= DATA FOR THIS TASK =

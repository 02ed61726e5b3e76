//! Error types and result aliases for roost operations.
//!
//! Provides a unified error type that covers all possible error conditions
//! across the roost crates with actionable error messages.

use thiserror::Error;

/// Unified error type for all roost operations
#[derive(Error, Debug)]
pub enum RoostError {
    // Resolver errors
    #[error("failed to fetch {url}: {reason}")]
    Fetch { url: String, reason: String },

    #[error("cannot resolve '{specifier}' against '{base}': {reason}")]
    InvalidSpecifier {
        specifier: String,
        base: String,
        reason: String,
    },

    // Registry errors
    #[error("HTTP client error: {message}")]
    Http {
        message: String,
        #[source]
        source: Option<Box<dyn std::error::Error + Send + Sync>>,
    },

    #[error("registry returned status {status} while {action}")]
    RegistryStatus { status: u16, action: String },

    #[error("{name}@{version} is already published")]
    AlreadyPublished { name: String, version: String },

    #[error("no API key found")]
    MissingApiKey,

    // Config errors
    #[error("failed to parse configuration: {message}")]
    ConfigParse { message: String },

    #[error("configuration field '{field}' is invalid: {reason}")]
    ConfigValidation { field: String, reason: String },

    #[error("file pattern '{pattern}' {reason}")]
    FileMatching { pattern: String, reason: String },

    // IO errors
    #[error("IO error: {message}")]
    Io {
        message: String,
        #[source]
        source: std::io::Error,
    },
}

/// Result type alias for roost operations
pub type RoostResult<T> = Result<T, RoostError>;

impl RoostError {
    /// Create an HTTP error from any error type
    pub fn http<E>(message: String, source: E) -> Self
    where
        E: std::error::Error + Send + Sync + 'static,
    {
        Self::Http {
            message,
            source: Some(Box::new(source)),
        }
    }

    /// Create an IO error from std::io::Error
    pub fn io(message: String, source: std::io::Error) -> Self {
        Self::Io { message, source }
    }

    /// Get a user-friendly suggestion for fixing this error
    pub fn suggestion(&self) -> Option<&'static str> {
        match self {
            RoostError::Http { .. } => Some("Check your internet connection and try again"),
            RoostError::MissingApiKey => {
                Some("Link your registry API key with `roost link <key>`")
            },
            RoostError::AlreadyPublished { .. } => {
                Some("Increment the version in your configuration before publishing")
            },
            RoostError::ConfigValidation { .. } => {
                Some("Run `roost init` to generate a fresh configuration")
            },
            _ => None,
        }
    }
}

= WORK REQUEST =
The expected response is the full set of records, reproduced exactly.

= OUTPUT OF THE TASK =
repository 02ed61726e5b3e76
//! Error types and result aliases for roost operations.
//!
//! Provides a unified error type that covers all possible error conditions
//! across the roost crates with actionable error messages.

use thiserror::Error;

/// Unified error type for all roost operations
#[derive(Error, Debug)]
pub enum RoostError {
    // Resolver errors
    #[error("failed to fetch {url}: {reason}")]
    Fetch { url: String, reason: String },

    #[error("cannot resolve '{specifier}' against '{base}': {reason}")]
    InvalidSpecifier {
        specifier: String,
        base: String,
        reason: String,
    },

    // Registry errors
    #[error("HTTP client error: {message}")]
    Http {
        message: String,
        #[source]
        source: Option<Box<dyn std::error::Error + Send + Sync>>,
    },

    #[error("registry returned status {status} while {action}")]
    RegistryStatus { status: u16, action: String },

    #[error("{name}@{version} is already published")]
    AlreadyPublished { name: String, version: String },

    #[error("no API key found")]
    MissingApiKey,

    // Config errors
    #[error("failed to parse configuration: {message}")]
    ConfigParse { message: String },

    #[error("configuration field '{field}' is invalid: {reason}")]
    ConfigValidation { field: String, reason: String },

    #[error("file pattern '{pattern}' {reason}")]
    FileMatching { pattern: String, reason: String },

    // IO errors
    #[error("IO error: {message}")]
    Io {
        message: String,
        #[source]
        source: std::io::Error,
    },
}

/// Result type alias for roost operations
pub type RoostResult<T> = Result<T, RoostError>;

impl RoostError {
    /// Create an HTTP error from any error type
    pub fn http<E>(message: String, source: E) -> Self
    where
        E: std::error::Error + Send + Sync + 'static,
    {
        Self::Http {
            message,
            source: Some(Box::new(source)),
        }
    }

    /// Create an IO error from std::io::Error
    pub fn io(message: String, source: std::io::Error) -> Self {
        Self::Io { message, source }
    }

    /// Get a user-friendly suggestion for fixing this error
    pub fn suggestion(&self) -> Option<&'static str> {
        match self {
            RoostError::Http { .. } => Some("Check your internet connection and try again"),
            RoostError::MissingApiKey => {
                Some("Link your registry API key with `roost link <key>`")
            },
            RoostError::AlreadyPublished { .. } => {
                Some("Increment the version in your configuration before publishing")
            },
            RoostError::ConfigValidation { .. } => {
                Some("Run `roost init` to generate a fresh configuration")
            },
            _ => None,
        }
    }
}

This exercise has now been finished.